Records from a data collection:
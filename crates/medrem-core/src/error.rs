//! Core error types for medrem-core.
//!
//! This module defines the error hierarchy using thiserror. Storage and
//! configuration failures propagate to the caller; unreadable persisted data
//! does not, see [`crate::storage::ReminderStore::load`].

use std::path::PathBuf;
use thiserror::Error;

use crate::reminder::Frequency;

/// Core error type for medrem-core.
#[derive(Error, Debug)]
pub enum CoreError {
    /// No reminder with the given id exists in the store.
    #[error("Reminder {0} not found")]
    NotFound(i64),

    /// The reminder exists but has no slot at the given index.
    #[error("Reminder {id} has no dose slot at index {index} (length: {len})")]
    SlotOutOfRange { id: i64, index: usize, len: usize },

    /// Validation errors
    #[error("Validation error: {0}")]
    Validation(#[from] ValidationError),

    /// Storage-related errors
    #[error("Storage error: {0}")]
    Storage(#[from] StorageError),

    /// Configuration-related errors
    #[error("Configuration error: {0}")]
    Config(#[from] ConfigError),
}

/// Storage-specific errors.
#[derive(Error, Debug)]
pub enum StorageError {
    /// Reading or writing the reminders file failed
    #[error("IO error on {path}: {source}")]
    Io {
        path: PathBuf,
        #[source]
        source: std::io::Error,
    },

    /// Serializing the reminder collection failed
    #[error("JSON error: {0}")]
    Json(#[from] serde_json::Error),

    /// The data directory could not be determined or created
    #[error("Failed to access data directory {path}: {source}")]
    DataDir {
        path: PathBuf,
        #[source]
        source: std::io::Error,
    },
}

/// Configuration-specific errors.
#[derive(Error, Debug)]
pub enum ConfigError {
    /// Failed to load configuration
    #[error("Failed to load configuration from {path}: {message}")]
    LoadFailed { path: PathBuf, message: String },

    /// Failed to save configuration
    #[error("Failed to save configuration to {path}: {message}")]
    SaveFailed { path: PathBuf, message: String },

    /// Key does not exist in the configuration tree
    #[error("Unknown configuration key: {0}")]
    UnknownKey(String),

    /// Invalid configuration value
    #[error("Invalid configuration value for '{key}': {message}")]
    InvalidValue { key: String, message: String },

    /// Failed to parse configuration
    #[error("Failed to parse configuration: {0}")]
    ParseFailed(String),
}

/// Validation errors raised while building a reminder from a draft.
#[derive(Error, Debug, Clone, PartialEq, Eq)]
pub enum ValidationError {
    /// A required free-text field is blank
    #[error("'{0}' must not be empty")]
    EmptyField(&'static str),

    /// A dose slot is missing its period or meal timing
    #[error("Dose slot {index} is missing {missing}")]
    IncompleteSlot { index: usize, missing: &'static str },

    /// Wrong number of dose slots for the frequency
    #[error("{frequency} needs {expected} dose slot(s), got {actual}")]
    SlotCount {
        frequency: Frequency,
        expected: usize,
        actual: usize,
    },

    /// End date lies before the start date
    #[error("Invalid date range: end date ({end}) is before start date ({start})")]
    InvalidDateRange {
        start: chrono::NaiveDate,
        end: chrono::NaiveDate,
    },
}

/// Result type alias for CoreError
pub type Result<T, E = CoreError> = std::result::Result<T, E>;

#[cfg(test)]
mod tests {
    use super::*;

    #[test]
    fn not_found_display() {
        let err = CoreError::NotFound(42);
        assert_eq!(err.to_string(), "Reminder 42 not found");
    }

    #[test]
    fn validation_converts_into_core_error() {
        let err: CoreError = ValidationError::EmptyField("medicine name").into();
        assert!(matches!(err, CoreError::Validation(_)));
        assert!(err.to_string().contains("medicine name"));
    }

    #[test]
    fn slot_count_mentions_frequency() {
        let err = ValidationError::SlotCount {
            frequency: Frequency::TwiceDaily,
            expected: 2,
            actual: 1,
        };
        assert_eq!(err.to_string(), "Twice Daily needs 2 dose slot(s), got 1");
    }
}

● Task item: Among the entries, find every line holding "directory" and return it.

● Reply:
    /// The data directory could not be determined or created
    #[error("Failed to access data directory {path}: {source}")]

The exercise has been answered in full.